R script: /project2/xinhe/yifan/Factor_analysis/Stimulated_T_Cells/run_gsfa_2groups_negctrl.R
sbatch script: /project2/xinhe/yifan/Factor_analysis/Stimulated_T_Cells/gsfa_2groups_negctrl_job.sbatch

0.2 Necessary packages

library(data.table)
library(tidyverse)
library(GSFA)

0.3 GSFA inputs

Processed gene expression matrix: /project2/xinhe/yifan/Factor_analysis/Stimulated_T_Cells/processed_data/deviance_residual.all_T_cells_merged_top_6k.batch_uncorrected.rds

Binarized perturbation matrix: /project2/xinhe/yifan/Factor_analysis/Stimulated_T_Cells/processed_data/metadata.all_T_cells_merged.rds

0.4 GSFA settings

We use the modified GSFA model with two cell groups (implemented in fit_gsfa_multivar_2groups()), stratifying all cells by their stimulation states (unstimulated:0, stimulated:1).
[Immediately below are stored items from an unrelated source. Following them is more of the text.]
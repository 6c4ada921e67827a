//! Article selection: which entries of a feed make it into this week's digest.
//!
//! Entries are taken in feed order. An entry is dropped only when it carries a
//! parsable publication date older than the recency window; undated entries
//! cannot be excluded and are kept. The first `cap` survivors win, which is
//! not necessarily the `cap` most recent ones.

use crate::feeds::FetchFeed;
use crate::models::{CandidateArticle, FeedEntry, UNKNOWN_DATE};
use crate::utils::{truncate_chars, truncate_for_log};
use chrono::{DateTime, Duration, FixedOffset, NaiveDate, NaiveDateTime};
use tracing::{error, info, instrument};

/// Only this many entries from the top of a feed are ever examined.
pub const SCAN_LIMIT: usize = 30;

/// Bound on the stored feed description, in characters.
pub const DESCRIPTION_CHARS: usize = 800;

/// Result of filtering one feed's entries.
#[derive(Debug, Clone, PartialEq)]
pub struct Selection {
    pub articles: Vec<CandidateArticle>,
    /// Entries looked at (at most [`SCAN_LIMIT`]).
    pub examined: usize,
    /// Entries inside the recency window, before the cap.
    pub qualifying: usize,
}

/// Articles chosen for this run plus the name to file them under.
#[derive(Debug, Clone, PartialEq)]
pub struct SelectedSource {
    pub articles: Vec<CandidateArticle>,
    pub source_title: String,
}

/// Parse the date formats feeds commonly use.
///
/// Date-only and zone-less values are read as UTC.
pub fn parse_published(raw: &str) -> Option<DateTime<FixedOffset>> {
    let raw = raw.trim();
    if let Ok(dt) = DateTime::parse_from_rfc2822(raw) {
        return Some(dt);
    }
    if let Ok(dt) = DateTime::parse_from_rfc3339(raw) {
        return Some(dt);
    }
    for fmt in ["%Y-%m-%dT%H:%M:%S", "%Y-%m-%d %H:%M:%S"] {
        if let Ok(naive) = NaiveDateTime::parse_from_str(raw, fmt) {
            return Some(naive.and_utc().fixed_offset());
        }
    }
    NaiveDate::parse_from_str(raw, "%Y-%m-%d")
        .ok()
        .and_then(|d| d.and_hms_opt(0, 0, 0))
        .map(|naive| naive.and_utc().fixed_offset())
}

/// Filter and cap a feed's entries.
///
/// A window too large to subtract from `now` means no cutoff at all.
pub fn select_articles(
    entries: &[FeedEntry],
    window_days: i64,
    cap: usize,
    now: DateTime<FixedOffset>,
) -> Selection {
    let cutoff = Duration::try_days(window_days).and_then(|window| now.checked_sub_signed(window));
    let mut articles = Vec::with_capacity(cap.min(entries.len()));
    let mut examined = 0;
    let mut qualifying = 0;

    for entry in entries.iter().take(SCAN_LIMIT) {
        examined += 1;
        let published = entry.published.as_deref();
        if let (Some(date), Some(cutoff)) = (published.and_then(parse_published), cutoff) {
            if date < cutoff {
                continue;
            }
        }
        qualifying += 1;
        if articles.len() < cap {
            articles.push(CandidateArticle {
                title: entry.title.clone(),
                link: entry.link.clone(),
                summary_raw: truncate_chars(&entry.summary, DESCRIPTION_CHARS).to_string(),
                published_display: published.unwrap_or(UNKNOWN_DATE).to_string(),
            });
        }
    }

    Selection {
        articles,
        examined,
        qualifying,
    }
}

/// Fetch `url` and select its articles.
///
/// Never fails: a feed that cannot be fetched or parsed yields no articles,
/// titled with the URL, and the run ends as an empty one.
#[instrument(level = "info", skip(reader, now))]
pub async fn fetch_and_select<F: FetchFeed>(
    reader: &F,
    url: &str,
    window_days: i64,
    cap: usize,
    now: DateTime<FixedOffset>,
) -> SelectedSource {
    info!(%url, "Reading feed");
    let feed = match reader.fetch(url).await {
        Ok(feed) => feed,
        Err(e) => {
            error!(%url, error = %e, "Feed could not be read");
            return SelectedSource {
                articles: Vec::new(),
                source_title: url.to_string(),
            };
        }
    };

    let source_title = feed.title.clone().unwrap_or_else(|| url.to_string());
    let selection = select_articles(&feed.entries, window_days, cap, now);

    for article in &selection.articles {
        info!(title = %truncate_for_log(&article.title, 60), "Selected article");
    }
    info!(
        selected = selection.articles.len(),
        available = selection.qualifying,
        examined = selection.examined,
        "{} articles selected out of {} available",
        selection.articles.len(),
        selection.qualifying
    );

    SelectedSource {
        articles: selection.articles,
        source_title,
    }
}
We specify 20 factors initialized from truncated SVD and run Gibbs sampling for 4000 iterations, with the posterior mean estimates computed over the last 1000 iterations of samples.

We further calibrate the differential effects of gRNA targets by subtracting the raw coefficients (beta's) of gRNAs by the beta of the negative control group ("Nontargeting"). This is done by setting the options use_neg_control = T and neg_control_index = negctrl_index in fit_gsfa_multivar_2groups().

0.5 Computational requirements

This process is both time and memory intensive. For convenience of memory usage and data storage, we broke the 4k iterations down into two consecutive segments of 2k iterations. We recommend submitting the R script as an sbatch job to a high performance computing cluster that can guarantee 50GB memory and 5.5 hours of runtime without interruption for each segment.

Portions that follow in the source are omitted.